Musings:
How many people at faith know of/about me? Sure I’ve been a couple of shows and I’ve had compliments on my excellent portrayal of a Christmas tree, but those were mostly from elementary students. Today I realized that I’m more recognizable than I thought I was. It’s kind of weird in the sense that I don’t know any of these people but my name seems to have made at least some traversions of the Highschool Information Transfer System (HITS for short [which I just made up on the spot in drama today]). Now don’t get me wrong I don’t think I’m some big shot at faith or anything or anything, it’s just that people who I’ve never met call me by my name. It’s kind of surreal. (like the Angry White Boy Polka [http://flashplayer.com/music/angrywhiteboypolka.html])
Today my father arrived home from Tulsa and my mother and sister left for Tulsa. Had they not been using different modes of transportation, I’m sure they would have passed each other on the road. Being as it was that my father and I were home alone tonight we did what any true blue guys would have done we went to Albertson’s and bought (this is exactly what we bought, and all we bought) pizza, beer (for him), Dr Pepper (for me), hotdogs, pork rinds, and cashews. We then came home and watched a movie.
It’s kind of weird, since Wal-Mart has opened up and Burrus closed, the Albertson’s in grapevine has become the new Burrus. By that I mean that a bunch of old people shop there and not much of anybody else. But at least it wasn’t busy.
Tomorrow I start Twin Arrows, the scout junior leadership-training course I’m staffing on. It’ll be very little sleep, lots of songs, poorly cooked food and caffeine. Fun!
This is the story of two brothers, Hing and Ming.
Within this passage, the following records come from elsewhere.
// This Source Code Form is subject to the terms of the Mozilla Public
// License, v. 2.0. If a copy of the MPL was not distributed with this
// file, You can obtain one at http://mozilla.org/MPL/2.0/.
//
// This Source Code Form is "Incompatible With Secondary Licenses", as
// defined by the Mozilla Public License, v. 2.0.
//
// Copyright © 2022 mumblingdrunkard

use crate::error::{MemoryError, MemoryResult};

/// Margin kept at the head and tail of every growable buffer, in elements.
/// Half the machine word; must be positive.
pub(crate) const MARGIN: usize = std::mem::size_of::<usize>() / 2;

/// Hard ceiling on any single allocation, in elements.
pub(crate) const SIZE_CEIL: usize = usize::MAX / 2;

/// Round `size` up to the next multiple of [`MARGIN`].
fn round_to_margin(size: usize) -> MemoryResult<usize> {
    let rem = size % MARGIN;
    if rem == 0 {
        Ok(size)
    } else {
        size.checked_add(MARGIN - rem)
            .ok_or(MemoryError::SizeOverflow)
    }
}

/// Capacity to allocate when a buffer of capacity `allocated` must grow to
/// hold `requested` elements.
///
/// Small growth (within an eighth of the current capacity) is padded by an
/// eighth of the request to amortize repeated growth; larger jumps get
/// exactly the request. Either way the result is rounded up to the margin
/// granule with one extra margin on top.
pub(crate) fn upsize(allocated: usize, requested: usize) -> MemoryResult<usize> {
    if requested > SIZE_CEIL {
        return Err(MemoryError::SizeOverflow);
    }
    let capacity = if requested <= allocated + allocated / 8 {
        requested + requested / 8
    } else {
        requested
    };
    let capacity = round_to_margin(capacity)?
        .checked_add(MARGIN)
        .ok_or(MemoryError::SizeOverflow)?;
    if capacity > SIZE_CEIL {
        Err(MemoryError::SizeOverflow)
    } else {
        Ok(capacity)
    }
}

/// Capacity to keep when a buffer of capacity `allocated` shrinks to
/// `requested` elements. Shrinks only once the payload drops below half the
/// capacity, and never below two margins.
pub(crate) fn downsize(allocated: usize, requested: usize) -> usize {
    if requested < allocated / 2 {
        let capacity = requested + (MARGIN - requested % MARGIN) % MARGIN + MARGIN;
        capacity.max(2 * MARGIN)
    } else {
        allocated
    }
}

/// Allocate a fully-initialized vector of `capacity` default elements,
/// surfacing allocator refusal instead of aborting.
pub(crate) fn try_vec<T: Default + Clone>(capacity: usize) -> MemoryResult<Vec<T>> {
    if capacity > SIZE_CEIL {
        return Err(MemoryError::SizeOverflow);
    }
    let mut buffer = Vec::new();
    buffer
        .try_reserve_exact(capacity)
        .map_err(|_| MemoryError::AllocationFailure)?;
    buffer.resize(capacity, T::default());
    Ok(buffer)
}

/// Resolve a signed index against a container of `length` elements the way
/// slicing does: negative values count back from the end, and the result is
/// clamped into `[0, length]`.
pub(crate) fn wrap_index(index: isize, length: usize) -> usize {
    if index < 0 {
        length.saturating_sub(index.unsigned_abs())
    } else {
        (index as usize).min(length)
    }
}

/// Resolve a signed `[start, endex)` pair against `length`, collapsing
/// inverted pairs to an empty range at `start`.
pub(crate) fn wrap_range(start: isize, endex: isize, length: usize) -> (usize, usize) {
    let start = wrap_index(start, length);
    let endex = wrap_index(endex, length).max(start);
    (start, endex)
}

#[cfg(test)]
mod tests {
    use super::*;

    #[test]
    fn upsize_pads_small_growth() -> MemoryResult<()> {
        // within an eighth of the current capacity: request padded by 1/8
        let capacity = upsize(16, 17)?;
        assert_eq!(capacity % MARGIN, 0);
        assert!(capacity >= 17 + 17 / 8 + MARGIN);
        // far beyond: exactly the request, rounded, plus one margin
        let capacity = upsize(16, 1000)?;
        assert!(capacity >= 1000 + MARGIN);
        assert!(capacity < 1000 + 3 * MARGIN);
        Ok(())
    }

    #[test]
    fn upsize_rejects_huge_requests() {
        assert_eq!(upsize(0, SIZE_CEIL + 1), Err(MemoryError::SizeOverflow));
    }

    #[test]
    fn downsize_keeps_capacity_until_half_empty() {
        assert_eq!(downsize(64, 33), 64);
        assert_eq!(downsize(64, 32), 64);
        let shrunk = downsize(64, 10);
        assert!(shrunk < 64);
        assert_eq!(shrunk % MARGIN, 0);
        assert!(shrunk >= 10 + MARGIN);
    }

    #[test]
    fn downsize_floors_at_two_margins() {
        assert_eq!(downsize(64, 0), 2 * MARGIN);
    }

    #[test]
    fn wrap_index_counts_back_from_the_end() {
        assert_eq!(wrap_index(-1, 10), 9);
        assert_eq!(wrap_index(-20, 10), 0);
        assert_eq!(wrap_index(3, 10), 3);
        assert_eq!(wrap_index(15, 10), 10);
    }

    #[test]
    fn wrap_range_collapses_inverted_pairs() {
        assert_eq!(wrap_range(5, 2, 10), (5, 5));
        assert_eq!(wrap_range(-3, -1, 10), (7, 9));
        assert_eq!(wrap_range(0, isize::MAX, 10), (0, 10));
    }
}
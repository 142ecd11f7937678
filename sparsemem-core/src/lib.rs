// This Source Code Form is subject to the terms of the Mozilla Public
// License, v. 2.0. If a copy of the MPL was not distributed with this
// file, You can obtain one at http://mozilla.org/MPL/2.0/.
//
// This Source Code Form is "Incompatible With Secondary Licenses", as
// defined by the Mozilla Public License, v. 2.0.
//
// Copyright © 2022 mumblingdrunkard

//! Sparse byte memory: a 64-bit address-addressable byte space where only
//! written regions consume storage, and unwritten addresses read as empty
//! rather than zero.
//!
//! Layering, leaves first:
//!
//! - [`block`] — one contiguous run of bytes with an address tag, stored in
//!   a split-margin buffer for cheap growth at both ends.
//! - [`rack`] — an ordered, non-overlapping, non-touching collection of
//!   blocks with binary-search indexing.
//! - [`memory`] — the sparse byte API: editing, searching, slicing,
//!   filling, iteration, and bulk I/O against non-contiguous regions.
//! - [`rover`] — a directional cursor producing one `Option<u8>` per
//!   address, with an optional repeating fill pattern.

pub mod block;
pub mod error;
pub mod memory;
pub mod rack;
pub mod rover;

mod util;

pub use block::{Block, BlockHandle, BlockView};
pub use error::{MemoryError, MemoryResult};
pub use memory::Memory;
pub use rack::{Rack, RackHandle};
pub use rover::Rover;
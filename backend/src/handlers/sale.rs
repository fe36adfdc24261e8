//! HTTP handlers for sales endpoints

use axum::{
    extract::{Query, State},
    Json,
};
use serde::Deserialize;

use shared::types::{PaginatedResponse, Pagination};

use crate::error::AppResult;
use crate::services::sale::{
    SaleLineOutcome, SaleService, SaleSummary, SalesRecordWithProduct, SellManyInput,
    SellRequestItem,
};
use crate::AppState;

#[derive(Deserialize)]
pub struct HistoryQuery {
    pub page: Option<u32>,
    pub per_page: Option<u32>,
}

/// Sell a single product
pub async fn sell_product(
    State(state): State<AppState>,
    Json(item): Json<SellRequestItem>,
) -> AppResult<Json<SaleLineOutcome>> {
    let service = SaleService::new(state.db);
    let outcome = service.sell_single(item).await?;
    Ok(Json(outcome))
}

/// Sell several products in one atomic transaction
pub async fn sell_products(
    State(state): State<AppState>,
    Json(input): Json<SellManyInput>,
) -> AppResult<Json<SaleSummary>> {
    let service = SaleService::new(state.db);
    let summary = service.sell_many(input).await?;
    Ok(Json(summary))
}

/// List sales history, newest first
pub async fn list_sales_history(
    State(state): State<AppState>,
    Query(query): Query<HistoryQuery>,
) -> AppResult<Json<PaginatedResponse<SalesRecordWithProduct>>> {
    let pagination = Pagination {
        page: query.page.unwrap_or(1),
        per_page: query.per_page.unwrap_or(20),
    };

    let service = SaleService::new(state.db);
    let history = service.list_sales(pagination).await?;
    Ok(Json(history))
}
//! Sales accounting models

use chrono::{DateTime, Utc};
use rust_decimal::Decimal;
use serde::{Deserialize, Serialize};
use uuid::Uuid;

use super::UnitType;

/// Immutable record of one product sold within a sale
///
/// Append-only history: records survive later batch mutation and are never
/// updated or deleted.
#[derive(Debug, Clone, Serialize, Deserialize)]
pub struct SalesRecord {
    pub id: Uuid,
    pub product_id: Uuid,
    pub unit_type: UnitType,
    pub quantity: i64,
    pub revenue: Decimal,
    pub cost: Decimal,
    pub profit: Decimal,
    pub currency: String,
    pub sale_date: DateTime<Utc>,
}
//! Route definitions for the Retail Stock & Sales Accounting Platform

use axum::{
    routing::{get, post},
    Router,
};

use crate::{handlers, AppState};

/// Create API routes
pub fn api_routes() -> Router<AppState> {
    Router::new()
        // Health check
        .route("/health", get(handlers::health_check))
        // Product catalog and stock batches
        .nest("/products", product_routes())
        // Sales
        .nest("/sales", sale_routes())
        // Reporting
        .nest("/reports", report_routes())
}

/// Product catalog and batch ledger routes
fn product_routes() -> Router<AppState> {
    Router::new()
        .route(
            "/",
            get(handlers::list_products).post(handlers::create_product),
        )
        .route("/:product_id", get(handlers::get_product))
        .route(
            "/:product_id/batches",
            get(handlers::list_batches).post(handlers::add_batch),
        )
}

/// Sales routes
fn sale_routes() -> Router<AppState> {
    Router::new()
        .route(
            "/",
            get(handlers::list_sales_history).post(handlers::sell_product),
        )
        .route("/bulk", post(handlers::sell_products))
}

/// Reporting routes
fn report_routes() -> Router<AppState> {
    Router::new()
        .route("/profit-summary", get(handlers::get_profit_summary))
        .route("/sales/export", get(handlers::export_sales))
}
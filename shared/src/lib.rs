//! Shared types and models for the Retail Stock & Sales Accounting Platform
//!
//! This crate contains types shared between the backend and other components
//! of the system, plus the pure (database-free) FIFO depletion planner.

pub mod models;
pub mod types;
pub mod validation;

pub use models::*;
pub use types::*;
pub use validation::*;
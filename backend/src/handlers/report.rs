//! Reporting handlers for sales analytics and data export

use axum::{
    extract::{Query, State},
    http::header,
    response::IntoResponse,
    Json,
};
use chrono::NaiveDate;
use serde::Deserialize;

use crate::error::AppResult;
use crate::services::report::{ProfitSummary, ReportFilter, ReportService};
use crate::AppState;

#[derive(Deserialize)]
pub struct ReportQuery {
    pub start_date: Option<NaiveDate>,
    pub end_date: Option<NaiveDate>,
    pub format: Option<String>, // "csv" or "json"
}

impl ReportQuery {
    fn filter(&self) -> ReportFilter {
        ReportFilter {
            start_date: self.start_date,
            end_date: self.end_date,
        }
    }
}

/// Get aggregate revenue, cost and profit figures
pub async fn get_profit_summary(
    State(state): State<AppState>,
    Query(query): Query<ReportQuery>,
) -> AppResult<Json<ProfitSummary>> {
    let service = ReportService::new(state.db);
    let summary = service.get_profit_summary(&query.filter()).await?;
    Ok(Json(summary))
}

/// Export sales history (CSV by default, JSON on request)
pub async fn export_sales(
    State(state): State<AppState>,
    Query(query): Query<ReportQuery>,
) -> AppResult<axum::response::Response> {
    let service = ReportService::new(state.db);
    let data = service.get_sales_export(&query.filter()).await?;

    if query.format.as_deref() == Some("json") {
        return Ok(Json(data).into_response());
    }

    let csv = ReportService::export_to_csv(&data)?;
    Ok((
        [
            (header::CONTENT_TYPE, "text/csv"),
            (
                header::CONTENT_DISPOSITION,
                "attachment; filename=\"sales_history.csv\"",
            ),
        ],
        csv,
    )
        .into_response())
}
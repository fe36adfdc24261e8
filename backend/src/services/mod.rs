//! Business logic services for the Retail Stock & Sales Accounting Platform

pub mod batch;
pub mod product;
pub mod report;
pub mod sale;

pub use batch::BatchService;
pub use product::ProductService;
pub use report::ReportService;
pub use sale::SaleService;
One day their pet chicken fell ill, began to molt, and soon lost all of its feathers. Each was devoted to the search for the cure. They differed greatly on how it was to be found. The brothers decided that this would be an ideal test case and agreed to each spend two months trying to cure the chicken.
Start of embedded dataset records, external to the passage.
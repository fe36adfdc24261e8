//! Reporting service for sales analytics and data export

use chrono::{DateTime, NaiveDate, Utc};
use rust_decimal::Decimal;
use serde::{Deserialize, Serialize};
use sqlx::{FromRow, PgPool};

use crate::error::AppResult;

/// Reporting service
#[derive(Clone)]
pub struct ReportService {
    db: PgPool,
}

/// Aggregate profit figures over a period
#[derive(Debug, Serialize)]
pub struct ProfitSummary {
    pub total_revenue: Decimal,
    pub total_cost: Decimal,
    pub total_profit: Decimal,
    pub record_count: i64,
}

/// Report filter parameters
#[derive(Debug, Default, Deserialize)]
pub struct ReportFilter {
    pub start_date: Option<NaiveDate>,
    pub end_date: Option<NaiveDate>,
}

/// Sales record row for CSV export
#[derive(Debug, Serialize, FromRow)]
pub struct SalesExportRow {
    pub product_name: String,
    pub unit_type: String,
    pub quantity: i64,
    pub revenue: Decimal,
    pub cost: Decimal,
    pub profit: Decimal,
    pub currency: String,
    pub sale_date: DateTime<Utc>,
}

/// Row for the profit summary query
#[derive(Debug, FromRow)]
struct SummaryRow {
    total_revenue: Decimal,
    total_cost: Decimal,
    total_profit: Decimal,
    record_count: i64,
}

impl ReportService {
    /// Create a new ReportService instance
    pub fn new(db: PgPool) -> Self {
        Self { db }
    }

    /// Aggregate revenue, cost and profit across sales records
    pub async fn get_profit_summary(&self, filter: &ReportFilter) -> AppResult<ProfitSummary> {
        let start = filter
            .start_date
            .unwrap_or(NaiveDate::from_ymd_opt(2000, 1, 1).unwrap());
        let end = filter
            .end_date
            .unwrap_or(NaiveDate::from_ymd_opt(2100, 12, 31).unwrap());

        let row = sqlx::query_as::<_, SummaryRow>(
            r#"
            SELECT COALESCE(SUM(revenue), 0) as total_revenue,
                   COALESCE(SUM(cost), 0) as total_cost,
                   COALESCE(SUM(profit), 0) as total_profit,
                   COUNT(*) as record_count
            FROM sales_records
            WHERE sale_date::date BETWEEN $1 AND $2
            "#,
        )
        .bind(start)
        .bind(end)
        .fetch_one(&self.db)
        .await?;

        Ok(ProfitSummary {
            total_revenue: row.total_revenue,
            total_cost: row.total_cost,
            total_profit: row.total_profit,
            record_count: row.record_count,
        })
    }

    /// Fetch sales history rows for export, newest first
    pub async fn get_sales_export(&self, filter: &ReportFilter) -> AppResult<Vec<SalesExportRow>> {
        let start = filter
            .start_date
            .unwrap_or(NaiveDate::from_ymd_opt(2000, 1, 1).unwrap());
        let end = filter
            .end_date
            .unwrap_or(NaiveDate::from_ymd_opt(2100, 12, 31).unwrap());

        let rows = sqlx::query_as::<_, SalesExportRow>(
            r#"
            SELECT p.product_name, sr.unit_type, sr.quantity,
                   sr.revenue, sr.cost, sr.profit, sr.currency, sr.sale_date
            FROM sales_records sr
            JOIN products p ON p.id = sr.product_id
            WHERE sr.sale_date::date BETWEEN $1 AND $2
            ORDER BY sr.sale_date DESC, sr.id DESC
            "#,
        )
        .bind(start)
        .bind(end)
        .fetch_all(&self.db)
        .await?;

        Ok(rows)
    }

    /// Export report data as CSV
    pub fn export_to_csv<T: Serialize>(data: &[T]) -> AppResult<String> {
        let mut wtr = csv::Writer::from_writer(vec![]);
        for record in data {
            wtr.serialize(record).map_err(|e| {
                crate::error::AppError::Internal(format!("CSV serialization error: {}", e))
            })?;
        }
        let csv_data = String::from_utf8(wtr.into_inner().map_err(|e| {
            crate::error::AppError::Internal(format!("CSV writer error: {}", e))
        })?)
        .map_err(|e| crate::error::AppError::Internal(format!("UTF-8 conversion error: {}", e)))?;
        Ok(csv_data)
    }
}
//! Retail Stock & Sales Accounting Platform - Backend Server
//!
//! Tracks product stock as discrete cost batches, sells with FIFO cost
//! allocation, and records realized revenue, cost and profit per sale.

use axum::{routing::get, Router};
use sqlx::postgres::PgPoolOptions;
use std::{net::SocketAddr, sync::Arc, time::Duration};
use tower_http::{
    cors::{Any, CorsLayer},
    trace::TraceLayer,
};
use tracing_subscriber::{layer::SubscriberExt, util::SubscriberInitExt};

mod config;
mod error;
mod handlers;
mod models;
mod routes;
mod services;

pub use config::Config;

/// Application state shared across handlers
#[derive(Clone)]
pub struct AppState {
    pub db: sqlx::PgPool,
    pub config: Arc<Config>,
}

#[tokio::main]
async fn main() -> anyhow::Result<()> {
    // Initialize tracing
    tracing_subscriber::registry()
        .with(
            tracing_subscriber::EnvFilter::try_from_default_env()
                .unwrap_or_else(|_| "rss_server=debug,tower_http=debug,sqlx=warn".into()),
        )
        .with(tracing_subscriber::fmt::layer())
        .init();

    // Load configuration
    dotenvy::dotenv().ok();
    let config = config::Config::load()?;

    tracing::info!("Starting Retail Stock & Sales Accounting Server");
    tracing::info!("Environment: {}", config.environment);

    // Create database connection pool
    tracing::info!("Connecting to database...");
    let db_pool = PgPoolOptions::new()
        .max_connections(config.database.max_connections)
        .min_connections(config.database.min_connections)
        .acquire_timeout(Duration::from_secs(30))
        .connect(&config.database.url)
        .await?;

    tracing::info!("Database connection established");

    // Run migrations in development
    if config.environment == "development" {
        tracing::info!("Running database migrations...");
        sqlx::migrate!("./migrations").run(&db_pool).await?;
        tracing::info!("Migrations completed");
    }

    // Create application state
    let state = AppState {
        db: db_pool,
        config: Arc::new(config.clone()),
    };

    // Build application
    let app = create_app(state);

    // Start server
    let addr = SocketAddr::from(([0, 0, 0, 0], config.server.port));
    tracing::info!("Listening on {}", addr);

    let listener = tokio::net::TcpListener::bind(addr).await?;
    axum::serve(listener, app).await?;

    Ok(())
}

/// Create the application router with all routes and middleware
fn create_app(state: AppState) -> Router {
    // CORS configuration
    let cors = CorsLayer::new()
        .allow_origin(Any)
        .allow_methods(Any)
        .allow_headers(Any);

    Router::new()
        .route("/", get(root))
        .route("/health", get(health_check))
        .nest("/api/v1", routes::api_routes())
        .layer(TraceLayer::new_for_http())
        .layer(cors)
        .with_state(state)
}

/// Root endpoint
async fn root() -> &'static str {
    "Retail Stock & Sales Accounting Platform API v1.0"
}

/// Health check endpoint
async fn health_check() -> &'static str {
    "OK"
}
Hing immediately went back to the university. Having boned up on ornithology and traditional Chinese medicine, he decided that the answer was a prescription of gum-tree leaf tea. He gathered bushels of the tea leaves, brewed gallons of the tea, and poured it into the chicken for the two months.
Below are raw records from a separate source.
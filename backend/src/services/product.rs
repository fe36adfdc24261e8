//! Product catalog service

use chrono::{DateTime, Utc};
use rust_decimal::Decimal;
use serde::Deserialize;
use sqlx::{FromRow, PgPool};
use uuid::Uuid;

use shared::models::{Product, ProductCategory, ProductWithUnits, UnitMeasurement, UnitType};
use shared::validation;

use crate::error::{AppError, AppResult};

/// Product catalog service
#[derive(Clone)]
pub struct ProductService {
    db: PgPool,
}

/// Input for creating a product with its unit measurements
#[derive(Debug, Deserialize)]
pub struct CreateProductInput {
    pub product_name: String,
    pub cost_price: Decimal,
    pub category: ProductCategory,
    pub unit_measurements: Vec<UnitMeasurementInput>,
}

/// One unit measurement of a new product
#[derive(Debug, Deserialize)]
pub struct UnitMeasurementInput {
    pub unit_type: UnitType,
    pub selling_price: Decimal,
    pub quantity: Option<i64>,
}

/// Row mapping for products
#[derive(Debug, FromRow)]
struct ProductRowFull {
    id: Uuid,
    product_name: String,
    category: String,
    cost_price: Decimal,
    total_quantity: i64,
    created_at: DateTime<Utc>,
    updated_at: DateTime<Utc>,
}

/// Row mapping for unit_measurements
#[derive(Debug, FromRow)]
struct UnitRow {
    id: Uuid,
    product_id: Uuid,
    unit_type: String,
    selling_price: Decimal,
    quantity: Option<i64>,
}

fn to_product(row: ProductRowFull) -> AppResult<Product> {
    let category = ProductCategory::from_str(&row.category)
        .ok_or_else(|| AppError::Internal(format!("Unknown product category: {}", row.category)))?;

    Ok(Product {
        id: row.id,
        product_name: row.product_name,
        category,
        cost_price: row.cost_price,
        total_quantity: row.total_quantity,
        created_at: row.created_at,
        updated_at: row.updated_at,
    })
}

fn to_unit(row: UnitRow) -> AppResult<UnitMeasurement> {
    let unit_type = UnitType::from_str(&row.unit_type)
        .ok_or_else(|| AppError::Internal(format!("Unknown unit type: {}", row.unit_type)))?;

    Ok(UnitMeasurement {
        id: row.id,
        product_id: row.product_id,
        unit_type,
        selling_price: row.selling_price,
        quantity: row.quantity,
    })
}

impl ProductService {
    /// Create a new ProductService instance
    pub fn new(db: PgPool) -> Self {
        Self { db }
    }

    /// Create a product together with its unit measurements
    pub async fn create_product(&self, input: CreateProductInput) -> AppResult<ProductWithUnits> {
        validation::validate_product_name(&input.product_name).map_err(|msg| {
            AppError::Validation {
                field: "product_name".to_string(),
                message: msg.to_string(),
            }
        })?;
        validation::validate_price(input.cost_price).map_err(|msg| AppError::Validation {
            field: "cost_price".to_string(),
            message: msg.to_string(),
        })?;

        if input.unit_measurements.is_empty() {
            return Err(AppError::Validation {
                field: "unit_measurements".to_string(),
                message: "At least one unit measurement is required".to_string(),
            });
        }

        let unit_types: Vec<UnitType> = input
            .unit_measurements
            .iter()
            .map(|u| u.unit_type)
            .collect();
        if let Some(duplicate) = validation::find_duplicate_unit(&unit_types) {
            return Err(AppError::DuplicateEntry(format!(
                "unit_type {}",
                duplicate.as_str()
            )));
        }

        for unit in &input.unit_measurements {
            validation::validate_price(unit.selling_price).map_err(|msg| {
                AppError::Validation {
                    field: "selling_price".to_string(),
                    message: msg.to_string(),
                }
            })?;
            if let Some(quantity) = unit.quantity {
                if quantity < 0 {
                    return Err(AppError::Validation {
                        field: "quantity".to_string(),
                        message: "Unit quantity cannot be negative".to_string(),
                    });
                }
            }
        }

        // Start transaction
        let mut tx = self.db.begin().await?;

        let product_row = sqlx::query_as::<_, ProductRowFull>(
            r#"
            INSERT INTO products (product_name, category, cost_price)
            VALUES ($1, $2, $3)
            RETURNING id, product_name, category, cost_price, total_quantity,
                      created_at, updated_at
            "#,
        )
        .bind(input.product_name.trim())
        .bind(input.category.as_str())
        .bind(input.cost_price)
        .fetch_one(&mut *tx)
        .await?;

        let mut units = Vec::with_capacity(input.unit_measurements.len());
        for unit in &input.unit_measurements {
            let unit_row = sqlx::query_as::<_, UnitRow>(
                r#"
                INSERT INTO unit_measurements (product_id, unit_type, selling_price, quantity)
                VALUES ($1, $2, $3, $4)
                RETURNING id, product_id, unit_type, selling_price, quantity
                "#,
            )
            .bind(product_row.id)
            .bind(unit.unit_type.as_str())
            .bind(unit.selling_price)
            .bind(unit.quantity)
            .fetch_one(&mut *tx)
            .await?;

            units.push(to_unit(unit_row)?);
        }

        tx.commit().await?;

        Ok(ProductWithUnits {
            product: to_product(product_row)?,
            unit_measurements: units,
        })
    }

    /// Get a product with its unit measurements
    pub async fn get_product(&self, product_id: Uuid) -> AppResult<ProductWithUnits> {
        let product_row = sqlx::query_as::<_, ProductRowFull>(
            r#"
            SELECT id, product_name, category, cost_price, total_quantity,
                   created_at, updated_at
            FROM products
            WHERE id = $1
            "#,
        )
        .bind(product_id)
        .fetch_optional(&self.db)
        .await?
        .ok_or_else(|| AppError::NotFound("Product".to_string()))?;

        let units = self.units_for(product_id).await?;

        Ok(ProductWithUnits {
            product: to_product(product_row)?,
            unit_measurements: units,
        })
    }

    /// List all products with their unit measurements, newest first
    pub async fn list_products(&self) -> AppResult<Vec<ProductWithUnits>> {
        let product_rows = sqlx::query_as::<_, ProductRowFull>(
            r#"
            SELECT id, product_name, category, cost_price, total_quantity,
                   created_at, updated_at
            FROM products
            ORDER BY created_at DESC
            "#,
        )
        .fetch_all(&self.db)
        .await?;

        let mut products = Vec::with_capacity(product_rows.len());
        for row in product_rows {
            let units = self.units_for(row.id).await?;
            products.push(ProductWithUnits {
                product: to_product(row)?,
                unit_measurements: units,
            });
        }

        Ok(products)
    }

    async fn units_for(&self, product_id: Uuid) -> AppResult<Vec<UnitMeasurement>> {
        let unit_rows = sqlx::query_as::<_, UnitRow>(
            r#"
            SELECT id, product_id, unit_type, selling_price, quantity
            FROM unit_measurements
            WHERE product_id = $1
            ORDER BY unit_type
            "#,
        )
        .bind(product_id)
        .fetch_all(&self.db)
        .await?;

        unit_rows.into_iter().map(to_unit).collect()
    }
}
Meanwhile, Ming traveled all around China, praying at the shrines of his ancestors. One night he had a dream. His ancestors appeared and told him to feed the chicken tea made from gum-tree leaves. Ming, aware of his brother's lack of success, decided that the problem was quantity. He gathered whole CARTLOADS of leaves, and brewed BARRELS of the tea, and poured them into the chicken for the two months. At the end of the time, the poor chicken was still as naked as a bowling ball.
Moral: All of Hing's courses, and all of Ming's kin; couldn't make gum tea refeather a hen.